§ **INPUT RECORDS**
----------
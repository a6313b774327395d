//! Trait abstraction for the frame transport to enable testing

use crate::can::protocol::CanFrame;

/// Non-blocking sink for outgoing CAN frames.
///
/// `try_send` must return immediately: `true` means the frame was accepted
/// for transmission (not necessarily delivered), `false` means it could not
/// be queued right now and the caller should retry later. Implementations
/// must not block beyond bus-arbitration-scale latency.
pub trait FrameSink {
    /// Attempt to queue a frame for transmission
    fn try_send(&mut self, frame: &CanFrame) -> bool;
}
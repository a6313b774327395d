//! Sensor snapshot type shared between the host loop and the publisher

use serde::Serialize;

/// The most recently accepted set of sensor readings awaiting publication.
///
/// Each field is independently optional: `None` means the sensor did not
/// report this cycle, and the publisher skips the field instead of sending
/// a zero reading.
#[derive(Debug, Clone, Copy, Default, PartialEq, Serialize)]
pub struct TelemetrySnapshot {
    /// Temperature in °C
    pub temperature: Option<f32>,

    /// Relative humidity in %RH
    pub relative_humidity: Option<f32>,

    /// Absolute humidity in g/m³
    pub absolute_humidity: Option<f32>,

    /// Air quality VOC raw index
    pub air_quality_voc: Option<u32>,

    /// Air quality CO2-equivalent raw ppm
    pub air_quality_co2eq: Option<u32>,

    /// Illuminance as raw sensor count (unsigned on the wire)
    pub light: Option<u32>,

    /// Air pressure in hPa
    pub air_pressure: Option<f32>,
}

impl TelemetrySnapshot {
    /// Whether at least one reading is present
    pub fn has_readings(&self) -> bool {
        self.temperature.is_some()
            || self.relative_humidity.is_some()
            || self.absolute_humidity.is_some()
            || self.air_quality_voc.is_some()
            || self.air_quality_co2eq.is_some()
            || self.light.is_some()
            || self.air_pressure.is_some()
    }
}
//! # CAN Frame Module
//!
//! Telemetry frame definitions for the sensor bus.
//!
//! This module handles:
//! - CAN frame construction with bounds-checked identifiers and lengths
//! - Little-endian encoding of sensor values into frame payloads
//! - Sensor ID block resolution from the configured base address
//! - SLCAN (Lawicel) ASCII command encoding for serial CAN adapters

pub mod protocol;
pub mod slcan;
----------
§ **ASSIGNED TASK**
Would you repeat each line above exactly as it stands?

§ **OUTPUT FOR THIS EXERCISE**
repository a6313b774327395d
//! Trait abstraction for the frame transport to enable testing

use crate::can::protocol::CanFrame;

/// Non-blocking sink for outgoing CAN frames.
///
/// `try_send` must return immediately: `true` means the frame was accepted
/// for transmission (not necessarily delivered), `false` means it could not
/// be queued right now and the caller should retry later. Implementations
/// must not block beyond bus-arbitration-scale latency.
pub trait FrameSink {
    /// Attempt to queue a frame for transmission
    fn try_send(&mut self, frame: &CanFrame) -> bool;
}
repository a6313b774327395d
//! Sensor snapshot type shared between the host loop and the publisher

use serde::Serialize;

/// The most recently accepted set of sensor readings awaiting publication.
///
/// Each field is independently optional: `None` means the sensor did not
/// report this cycle, and the publisher skips the field instead of sending
/// a zero reading.
#[derive(Debug, Clone, Copy, Default, PartialEq, Serialize)]
pub struct TelemetrySnapshot {
    /// Temperature in °C
    pub temperature: Option<f32>,

    /// Relative humidity in %RH
    pub relative_humidity: Option<f32>,

    /// Absolute humidity in g/m³
    pub absolute_humidity: Option<f32>,

    /// Air quality VOC raw index
    pub air_quality_voc: Option<u32>,

    /// Air quality CO2-equivalent raw ppm
    pub air_quality_co2eq: Option<u32>,

    /// Illuminance as raw sensor count (unsigned on the wire)
    pub light: Option<u32>,

    /// Air pressure in hPa
    pub air_pressure: Option<f32>,
}

impl TelemetrySnapshot {
    /// Whether at least one reading is present
    pub fn has_readings(&self) -> bool {
        self.temperature.is_some()
            || self.relative_humidity.is_some()
            || self.absolute_humidity.is_some()
            || self.air_quality_voc.is_some()
            || self.air_quality_co2eq.is_some()
            || self.light.is_some()
            || self.air_pressure.is_some()
    }
}
//! # CAN Frame Module
//!
//! Telemetry frame definitions for the sensor bus.
//!
//! This module handles:
//! - CAN frame construction with bounds-checked identifiers and lengths
//! - Little-endian encoding of sensor values into frame payloads
//! - Sensor ID block resolution from the configured base address
//! - SLCAN (Lawicel) ASCII command encoding for serial CAN adapters

pub mod protocol;
pub mod slcan;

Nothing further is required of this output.